# Dataset entries
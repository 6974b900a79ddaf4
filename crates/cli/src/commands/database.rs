// Copyright 2026 Element Creations Ltd.
//
// SPDX-License-Identifier: AGPL-3.0-only OR LicenseRef-Element-Commercial
// Please see LICENSE files in the repository root for full details.

use std::process::ExitCode;

use anyhow::Context;
use clap::Parser;
use figment::Figment;
use sweeper_config::{ConfigurationSectionExt, DatabaseConfig};
use sweeper_storage_pg::MIGRATOR;
use tracing::{Instrument, info, info_span};

use crate::util::database_connection_from_config;

#[derive(Parser, Debug)]
pub(super) struct Options {
    #[command(subcommand)]
    subcommand: Subcommand,
}

#[derive(Parser, Debug)]
enum Subcommand {
    /// Create the collection tables and their indexes
    Migrate,
}

impl Options {
    pub async fn run(self, figment: &Figment) -> anyhow::Result<ExitCode> {
        let Subcommand::Migrate = self.subcommand;

        let span = info_span!("cli.database.migrate");
        async {
            let config =
                DatabaseConfig::extract_or_default(figment).map_err(anyhow::Error::from_boxed)?;
            let mut conn = database_connection_from_config(&config).await?;

            // Run pending migrations
            MIGRATOR
                .run(&mut conn)
                .instrument(info_span!("db.migrate"))
                .await
                .context("could not run migrations")?;

            info!("Database is up to date");
            Ok(ExitCode::SUCCESS)
        }
        .instrument(span)
        .await
    }
}
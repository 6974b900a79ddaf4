// Copyright 2026 Element Creations Ltd.
//
// SPDX-License-Identifier: AGPL-3.0-only OR LicenseRef-Element-Commercial
// Please see LICENSE files in the repository root for full details.

//! Exponential backoff around storage operations

use std::{future::Future, time::Duration};

use sweeper_storage::RepositoryError;
use tokio_util::sync::CancellationToken;
use tracing::{debug, warn};

use crate::DeleteError;

/// How transient storage failures are retried
#[derive(Debug, Clone, PartialEq)]
pub struct RetryPolicy {
    /// How many times a failed operation is retried. Zero disables retries.
    pub max_retries: u32,

    /// Delay before the first retry
    pub initial_delay: Duration,

    /// Upper bound on the delay between two attempts
    pub max_delay: Duration,

    /// Factor applied to the delay after each attempt
    pub backoff_multiplier: f64,
}

impl Default for RetryPolicy {
    fn default() -> Self {
        Self {
            max_retries: 3,
            initial_delay: Duration::from_millis(500),
            max_delay: Duration::from_secs(30),
            backoff_multiplier: 2.0,
        }
    }
}

impl RetryPolicy {
    /// A policy which never retries
    #[must_use]
    pub fn disabled() -> Self {
        Self {
            max_retries: 0,
            ..Self::default()
        }
    }

    /// The delay to wait after the given (zero-based) failed attempt
    #[must_use]
    pub fn delay_for_attempt(&self, attempt: u32) -> Duration {
        let exponent = i32::try_from(attempt).unwrap_or(i32::MAX);
        let factor = self.backoff_multiplier.powi(exponent);

        Duration::try_from_secs_f64(self.initial_delay.as_secs_f64() * factor)
            .map_or(self.max_delay, |delay| delay.min(self.max_delay))
    }
}

/// Run `operation` until it succeeds, fails with a non-transient error, or
/// the policy runs out of retries.
///
/// Cancelling the token interrupts the wait between two attempts, in which
/// case the last error is returned.
pub(crate) async fn with_retry<T, F, Fut>(
    policy: &RetryPolicy,
    cancellation_token: &CancellationToken,
    operation: &'static str,
    mut make_attempt: F,
) -> Result<T, DeleteError>
where
    F: FnMut() -> Fut,
    Fut: Future<Output = Result<T, RepositoryError>>,
{
    let max_attempts = policy.max_retries.saturating_add(1);
    let mut attempt = 0;

    loop {
        let error = match make_attempt().await {
            Ok(value) => {
                if attempt > 0 {
                    debug!(operation, attempt = attempt + 1, "Operation succeeded after retry");
                }
                return Ok(value);
            }
            Err(error) => error,
        };

        if !error.is_transient() {
            return Err(DeleteError::Query(error));
        }

        attempt += 1;
        if attempt >= max_attempts || cancellation_token.is_cancelled() {
            warn!(
                operation,
                error = &error as &dyn std::error::Error,
                attempts = attempt,
                "Operation failed after all retry attempts"
            );
            return Err(DeleteError::Connectivity {
                attempts: attempt,
                source: error,
            });
        }

        let delay = policy.delay_for_attempt(attempt - 1);
        warn!(
            operation,
            error = &error as &dyn std::error::Error,
            attempt,
            max_attempts,
            delay_ms = delay.as_millis(),
            "Transient storage error, will retry after delay"
        );

        tokio::select! {
            () = cancellation_token.cancelled() => {
                return Err(DeleteError::Connectivity {
                    attempts: attempt,
                    source: error,
                });
            }
            () = tokio::time::sleep(delay) => {}
        }
    }
}
// Copyright 2026 Element Creations Ltd.
//
// SPDX-License-Identifier: AGPL-3.0-only OR LicenseRef-Element-Commercial
// Please see LICENSE files in the repository root for full details.

#![allow(clippy::module_name_repetitions)]

use std::{io::IsTerminal, process::ExitCode};

use anyhow::Context;
use clap::Parser;
use tracing_subscriber::{EnvFilter, Registry, layer::SubscriberExt, util::SubscriberInitExt};

mod commands;
mod shutdown;
mod util;

fn main() -> anyhow::Result<ExitCode> {
    let runtime = tokio::runtime::Builder::new_multi_thread()
        .enable_all()
        .build()?;

    runtime.block_on(try_main())
}

async fn try_main() -> anyhow::Result<ExitCode> {
    // Load environment variables from .env files
    // We keep the path to log it afterwards
    let dotenv_path: Result<Option<_>, _> = dotenvy::dotenv()
        .map(Some)
        // Display the error if it is something other than the .env file not existing
        .or_else(|e| if e.not_found() { Ok(None) } else { Err(e) });

    // Setup logging
    // This writes logs to stderr, stdout is kept for command output
    let output = std::io::stderr();
    let with_ansi = output.is_terminal();
    let (log_writer, _guard) = tracing_appender::non_blocking(output);
    let fmt_layer = tracing_subscriber::fmt::layer()
        .with_writer(log_writer)
        .with_file(true)
        .with_line_number(true)
        .with_ansi(with_ansi);
    let filter_layer = EnvFilter::try_from_default_env()
        .or_else(|_| EnvFilter::try_new("info"))
        .context("could not setup logging filter")?;

    let subscriber = Registry::default().with(filter_layer).with(fmt_layer);
    subscriber
        .try_init()
        .context("could not initialize logging")?;

    // Setup the rustls crypto provider, used for TLS connections to the database
    rustls::crypto::aws_lc_rs::default_provider()
        .install_default()
        .map_err(|_| anyhow::anyhow!("could not install the AWS LC crypto provider"))?;

    // Log about the .env loading
    match dotenv_path {
        Ok(Some(path)) => tracing::info!(?path, "Loaded environment variables from .env file"),
        Ok(None) => {}
        Err(e) => tracing::warn!(?e, "Failed to load .env file"),
    }

    // Parse the CLI arguments
    let opts = self::commands::Options::parse();

    // Load the base configuration files
    let figment = opts.figment();

    // And run the command
    tracing::trace!(?opts, "Running command");
    opts.run(&figment).await
}
impl CappedBatchDeleter {
    /// Create a new deleter
    #[must_use]
    pub fn new(
        repository_factory: BoxRepositoryFactory,
        settings: RetentionSettings,
        cancellation_token: CancellationToken,
    ) -> Self {
        Self {
            repository_factory,
            settings,
            cancellation_token,
            state: DeleterState::Running,
            deleted: 0,
            batches: 0,
            stalled: false,
        }
    }

    /// The current state of the deleter
    #[must_use]
    pub fn state(&self) -> DeleterState {
        self.state
    }

    /// Records deleted since the deleter was created
    #[must_use]
    pub fn deleted(&self) -> usize {
        self.deleted
    }

    /// The settings this deleter runs with
    #[must_use]
    pub fn settings(&self) -> &RetentionSettings {
        &self.settings
    }

    fn cap_reached(&self) -> bool {
        self.settings
            .max_total
            .is_some_and(|max_total| self.deleted >= max_total)
    }

    /// How many records the next batch may delete
    fn next_limit(&self) -> usize {
        let batch_size = self.settings.batch_size.get();
        match self.settings.max_total {
            Some(max_total) => batch_size.min(max_total.saturating_sub(self.deleted)),
            None => batch_size,
        }
    }

    async fn delete_batch(&self, limit: usize) -> Result<BatchOutcome, RepositoryError> {
        let collection = self.settings.collection;
        let mut repo = self.repository_factory.create().await?;

        let records = repo
            .records()
            .find(collection, &self.settings.predicate, limit)
            .await?;

        if records.is_empty() {
            repo.cancel().await?;
            return Ok(BatchOutcome {
                requested: 0,
                deleted: 0,
            });
        }

        let ids: Vec<Ulid> = records.into_iter().map(|record| record.id).collect();
        let deleted = repo.records().delete_by_ids(collection, &ids).await?;
        repo.save().await?;

        Ok(BatchOutcome {
            requested: ids.len(),
            deleted,
        })
    }

    async fn count_eligible(&self) -> Result<usize, RepositoryError> {
        let mut repo = self.repository_factory.create().await?;
        let count = repo
            .records()
            .count(self.settings.collection, &self.settings.predicate)
            .await?;
        repo.cancel().await?;
        Ok(count)
    }

    /// Fetch one batch of eligible records and delete them.
    ///
    /// Returns the number of records deleted. Once this returns 0 the
    /// deleter is [`DeleterState::Done`], and further calls return 0 without
    /// touching the store.
    ///
    /// # Errors
    ///
    /// Returns an error if the store rejected an operation, or stayed
    /// unreachable through every retry. Records from a committed batch stay
    /// deleted.
    #[tracing::instrument(
        name = "retention.batch",
        skip_all,
        fields(
            db.collection.name = %self.settings.collection,
            record.kind = self.settings.predicate.kind(),
            batch.limit,
        ),
        err,
    )]
    pub async fn run_once(&mut self) -> Result<usize, DeleteError> {
        if self.state == DeleterState::Done {
            return Ok(0);
        }

        let limit = self.next_limit();
        tracing::Span::current().record("batch.limit", limit);
        if limit == 0 {
            debug!("cap reached, nothing left to delete");
            self.state = DeleterState::Done;
            return Ok(0);
        }

        // Records fetched but not deleted were removed by someone else in the
        // meantime, so fetch again until a batch makes progress
        let mut stalled_batches = 0;
        let outcome = loop {
            let outcome = with_retry(
                &self.settings.retry,
                &self.cancellation_token,
                "delete_batch",
                || self.delete_batch(limit),
            )
            .await?;

            if outcome.requested > outcome.deleted {
                warn!(
                    requested = outcome.requested,
                    deleted = outcome.deleted,
                    "Deleted fewer records than requested"
                );
            }

            if outcome.requested == 0 || outcome.deleted > 0 {
                break outcome;
            }

            stalled_batches += 1;
            if stalled_batches >= MAX_STALLED_BATCHES {
                warn!(stalled_batches, "No batch made progress, giving up");
                self.stalled = true;
                self.state = DeleterState::Done;
                return Ok(0);
            }
        };

        if outcome.deleted == 0 {
            debug!("no more records to delete");
            self.state = DeleterState::Done;
            return Ok(0);
        }

        self.deleted += outcome.deleted;
        self.batches += 1;

        if self.cap_reached() {
            self.state = DeleterState::Done;
        }

        debug!(count = outcome.deleted, total = self.deleted, "deleted batch");

        Ok(outcome.deleted)
    }

    /// Delete batches until nothing is eligible anymore, the cap is reached or
    /// the run is cancelled.
    ///
    /// The configured delay is observed between two batches, and cancelling
    /// the token interrupts it.
    ///
    /// # Errors
    ///
    /// Returns an error if a batch or one of the measurements failed.
    #[tracing::instrument(
        name = "retention.run",
        skip_all,
        fields(
            db.collection.name = %self.settings.collection,
            record.kind = self.settings.predicate.kind(),
            retention.cutoff = %self.settings.predicate.cutoff(),
        ),
        err,
    )]
    pub async fn run_to_completion(&mut self) -> Result<RunReport, DeleteError> {
        let deleted_before = self.deleted;
        let batches_before = self.batches;

        let stop = loop {
            if self.cancellation_token.is_cancelled() {
                self.state = DeleterState::Done;
                break StopReason::Cancelled;
            }

            self.run_once().await?;

            if self.state == DeleterState::Done {
                break if self.stalled {
                    StopReason::Stalled
                } else if self.cap_reached() {
                    StopReason::CapReached
                } else {
                    StopReason::Exhausted
                };
            }

            if !self.settings.delay.is_zero() {
                tokio::select! {
                    () = self.cancellation_token.cancelled() => {
                        self.state = DeleterState::Done;
                        break StopReason::Cancelled;
                    }
                    () = tokio::time::sleep(self.settings.delay) => {}
                }
            }
        };

        let remaining = match self.measure().await {
            Ok(remaining) => Some(remaining),
            Err(error) => {
                warn!(
                    error = &error as &dyn std::error::Error,
                    "Could not count the remaining records"
                );
                None
            }
        };
        let report = RunReport {
            deleted: self.deleted - deleted_before,
            batches: self.batches - batches_before,
            stop,
            remaining,
        };

        if report.deleted == 0 {
            debug!(?stop, ?remaining, "no records to clean up");
        } else {
            info!(
                count = report.deleted,
                batches = report.batches,
                ?stop,
                ?remaining,
                "cleaned up records"
            );
        }

        Ok(report)
    }

    /// Count the records currently matching the predicate
    ///
    /// # Errors
    ///
    /// Returns an error if the store rejected the query, or stayed unreachable
    /// through every retry.
    #[tracing::instrument(
        name = "retention.measure",
        skip_all,
        fields(
            db.collection.name = %self.settings.collection,
            record.kind = self.settings.predicate.kind(),
        ),
        err,
    )]
    pub async fn measure(&self) -> Result<usize, DeleteError> {
        with_retry(
            &self.settings.retry,
            &self.cancellation_token,
            "measure",
            || self.count_eligible(),
        )
        .await
    }
}
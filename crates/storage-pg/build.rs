// Copyright 2026 Element Creations Ltd.
//
// SPDX-License-Identifier: AGPL-3.0-only OR LicenseRef-Element-Commercial
// Please see LICENSE files in the repository root for full details.

fn main() {
    // `sqlx::migrate!` embeds the migrations, so pick up new files
    println!("cargo:rerun-if-changed=migrations");
}
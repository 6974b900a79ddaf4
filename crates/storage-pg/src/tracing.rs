// Copyright 2026 Element Creations Ltd.
//
// SPDX-License-Identifier: AGPL-3.0-only OR LicenseRef-Element-Commercial
// Please see LICENSE files in the repository root for full details.

use tracing::Span;

/// Records the SQL of a query as `db.query.text` on a tracing span
pub trait ExecuteExt<'q, DB>: Sized {
    /// Records the statement on the current span
    #[must_use]
    fn traced(self) -> Self {
        self.record(&Span::current())
    }

    /// Records the statement on the given span
    #[must_use]
    fn record(self, span: &Span) -> Self;
}

impl<'q, DB, T> ExecuteExt<'q, DB> for T
where
    T: sqlx::Execute<'q, DB>,
    DB: sqlx::Database,
{
    fn record(self, span: &Span) -> Self {
        span.record("db.query.text", self.sql());
        self
    }
}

# Directions for this task
Word for word, repeat the line holding "use tracing::Span;" and all lines after it through the end of the entries above.

# Exercise result
use tracing::Span;

/// Records the SQL of a query as `db.query.text` on a tracing span
pub trait ExecuteExt<'q, DB>: Sized {
    /// Records the statement on the current span
    #[must_use]
    fn traced(self) -> Self {
        self.record(&Span::current())
    }

    /// Records the statement on the given span
    #[must_use]
    fn record(self, span: &Span) -> Self;
}

impl<'q, DB, T> ExecuteExt<'q, DB> for T
where
    T: sqlx::Execute<'q, DB>,
    DB: sqlx::Database,
{
    fn record(self, span: &Span) -> Self {
        span.record("db.query.text", self.sql());
        self
    }
}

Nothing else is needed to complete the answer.